Par ailleurs, on peut également s’interroger sur l’accessibilité de ce registre. En tant que citoyen, vous devez disposer du numéro de TVA ou du nom, prénom et date de naissance de l’entrepreneur malhonnête. Ces données peuvent également être difficiles, voire impossibles, à obtenir pour un citoyen.
Même si la liste noire est présentée dans les médias comme la solution ultime, de nombreuses réserves subsistent quant à cette nouveauté. La valeur ajoutée de cet outil reste minime. Il semble plutôt qu’il s’agisse d’un outil pour les notaires, qui peuvent ainsi contrôler plus facilement l’implantation de nouvelles sociétés contractantes. Pour les citoyens, en revanche, le bénéfice de cet outil reste limité.
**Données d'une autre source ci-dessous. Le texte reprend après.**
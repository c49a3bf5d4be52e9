//! Final composition: concatenation, transitions, and duration bounds.

use std::path::Path;

use tracing::{info, warn};

use crate::clip;
use crate::command::{FfmpegCommand, FfmpegRunner};
use crate::error::{MediaError, MediaResult};
use crate::filters;
use crate::probe;
use reel_models::{EncodingProfile, TransitionKind};

/// Minimum final video duration in seconds.
pub const MIN_FINAL_DURATION: f64 = 3.0;

/// Maximum final video duration in seconds.
pub const MAX_FINAL_DURATION: f64 = 90.0;

const COMPOSE_TIMEOUT_SECS: u64 = 3600;

fn runner() -> FfmpegRunner {
    FfmpegRunner::new().with_timeout(COMPOSE_TIMEOUT_SECS)
}

/// Crossfade offsets for a chain of clips.
#[derive(Debug, Clone, PartialEq)]
pub struct TransitionPlan {
    /// `xfade` offset of each interior boundary, in output-stream seconds
    pub offsets: Vec<f64>,
    /// Expected duration of the composed stream
    pub expected_duration: f64,
}

/// Compute the xfade chain offsets for clip durations and a fade length.
/// Offset k is the start of the k-th crossfade in the accumulated stream:
/// `sum(d_0..d_k) - (k+1) * fade`.
pub fn plan_transitions(durations: &[f64], fade: f64) -> TransitionPlan {
    let mut offsets = Vec::new();
    let mut acc = 0.0;
    for (idx, duration) in durations.iter().enumerate() {
        acc += duration;
        if idx + 1 < durations.len() {
            offsets.push(acc - (idx as f64 + 1.0) * fade);
        }
    }
    let overlap = fade * durations.len().saturating_sub(1) as f64;
    TransitionPlan {
        offsets,
        expected_duration: acc - overlap,
    }
}

/// Action required to bring a duration within the final bounds.
#[derive(Debug, Clone, Copy, PartialEq)]
pub enum ClampAction {
    None,
    /// Pad with a black clip of this many seconds
    Pad(f64),
    /// Truncate to this duration
    Trim(f64),
}

/// Decide how to clamp a composed duration into `[min, max]`.
pub fn clamp_duration(duration: f64, min: f64, max: f64) -> ClampAction {
    if duration < min {
        ClampAction::Pad(min - duration)
    } else if duration > max {
        ClampAction::Trim(max)
    } else {
        ClampAction::None
    }
}

/// Straight concatenation of uniform clips (same size, fps, audio layout).
pub async fn concat_clips(
    clips: &[&Path],
    output: &Path,
    profile: &EncodingProfile,
) -> MediaResult<()> {
    if clips.is_empty() {
        return Err(MediaError::invalid_media("no clips to concatenate"));
    }
    if clips.len() == 1 {
        let cmd = FfmpegCommand::new(output)
            .input(clips[0])
            .audio_codec("aac")
            .encoding_profile(profile);
        return runner().run(&cmd).await;
    }

    let mut cmd = FfmpegCommand::new(output);
    for path in clips {
        cmd = cmd.input(path);
    }

    let mut complex = String::new();
    for idx in 0..clips.len() {
        complex.push_str(&format!("[{idx}:v][{idx}:a]"));
    }
    complex.push_str(&format!("concat=n={}:v=1:a=1[v][a]", clips.len()));

    let cmd = cmd
        .filter_complex(complex)
        .map("[v]")
        .map("[a]")
        .audio_codec("aac")
        .encoding_profile(profile);
    runner().run(&cmd).await
}

fn xfade_transition_name(kind: TransitionKind) -> &'static str {
    match kind {
        TransitionKind::Crossfade => "fade",
        TransitionKind::Fade => "fadeblack",
        TransitionKind::None => "fade",
    }
}

/// Concatenate clips applying a fade-in to the first clip, a fade-out to
/// the last, and a crossfade at each interior boundary. Any failure falls
/// back to straight concatenation with a warning.
pub async fn concat_with_transitions(
    clips: &[&Path],
    kind: TransitionKind,
    fade_duration: f64,
    output: &Path,
    profile: &EncodingProfile,
) -> MediaResult<()> {
    if kind == TransitionKind::None || clips.len() < 2 || fade_duration <= 0.0 {
        return concat_clips(clips, output, profile).await;
    }

    match try_concat_with_transitions(clips, kind, fade_duration, output, profile).await {
        Ok(()) => Ok(()),
        Err(e) => {
            warn!(error = %e, "Transition concatenation failed, falling back to straight concat");
            concat_clips(clips, output, profile).await
        }
    }
}

async fn try_concat_with_transitions(
    clips: &[&Path],
    kind: TransitionKind,
    fade_duration: f64,
    output: &Path,
    profile: &EncodingProfile,
) -> MediaResult<()> {
    let mut durations = Vec::with_capacity(clips.len());
    for path in clips {
        durations.push(probe::get_duration(path).await?);
    }
    // A crossfade longer than any participant clip degenerates; bail out to
    // the fallback path.
    if durations.iter().any(|d| *d <= fade_duration) {
        return Err(MediaError::invalid_media(
            "clip shorter than transition duration",
        ));
    }

    let plan = plan_transitions(&durations, fade_duration);
    let transition = xfade_transition_name(kind);
    let last = clips.len() - 1;

    let mut complex = String::new();
    // Edge fades on the first and last clips.
    complex.push_str(&format!(
        "[0:v]{}[v0];",
        filters::fade_in(fade_duration)
    ));
    for idx in 1..last {
        complex.push_str(&format!("[{idx}:v]null[v{idx}];"));
    }
    complex.push_str(&format!(
        "[{last}:v]{}[v{last}];",
        filters::fade_out(durations[last], fade_duration)
    ));

    // Video crossfade chain.
    let mut prev = "v0".to_string();
    for (idx, offset) in plan.offsets.iter().enumerate() {
        let next_input = idx + 1;
        let label = format!("vx{next_input}");
        complex.push_str(&format!(
            "[{prev}][v{next_input}]xfade=transition={transition}:duration={fade_duration:.3}:offset={offset:.3}[{label}];"
        ));
        prev = label;
    }
    let video_out = prev;

    // Audio crossfade chain.
    let mut aprev = "0:a".to_string();
    for idx in 1..clips.len() {
        let label = format!("ax{idx}");
        complex.push_str(&format!(
            "[{aprev}][{idx}:a]acrossfade=d={fade_duration:.3}[{label}];"
        ));
        aprev = label;
    }
    // Trim the trailing semicolon.
    complex.pop();

    let mut cmd = FfmpegCommand::new(output);
    for path in clips {
        cmd = cmd.input(path);
    }
    let cmd = cmd
        .filter_complex(complex)
        .map(format!("[{video_out}]"))
        .map(format!("[{aprev}]"))
        .audio_codec("aac")
        .encoding_profile(profile);

    info!(
        clips = clips.len(),
        transition = transition,
        fade_duration,
        expected_duration = plan.expected_duration,
        "Concatenating with transitions"
    );
    runner().run(&cmd).await
}

/// Append a black clip of `pad_secs` (with silent audio) to the video.
pub async fn pad_with_black(
    input: &Path,
    output: &Path,
    pad_secs: f64,
    profile: &EncodingProfile,
) -> MediaResult<()> {
    let cmd = FfmpegCommand::new(output)
        .input(input)
        .video_filter(format!(
            "tpad=stop_mode=add:stop_duration={pad_secs:.3}:color=black"
        ))
        .audio_filter(format!("apad=pad_dur={pad_secs:.3}"))
        .audio_codec("aac")
        .encoding_profile(profile);
    runner().run(&cmd).await
}

/// Truncate the video to `duration` seconds.
pub async fn trim_to(
    input: &Path,
    output: &Path,
    duration: f64,
    profile: &EncodingProfile,
) -> MediaResult<()> {
    clip::trim_video(input, output, duration, profile).await
}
À notre avis, le pouvoir judiciaire n’a jusqu’à présent pas réussi à fournir des moyens efficaces pour prévenir de telles mauvaises pratiques. Cependant, ce problème est connu depuis un certain temps. L’outil en ligne marque peut-être le début de la transparence dans le secteur de la construction, mais il reste encore un certain nombre de points délicats.
En tant que spécialistes du droit de la construction, nous vous recommandons donc de consulter des sites Internet tels que « Companyweb » et « Check Withholding Obligation », ou encore de consulter les avis de cette entreprise sur Internet. Ces sites Internet fournissent beaucoup plus rapidement une image claire de la situation financière de l’entreprise en question et de l’histoire de la personne physique derrière cette entreprise.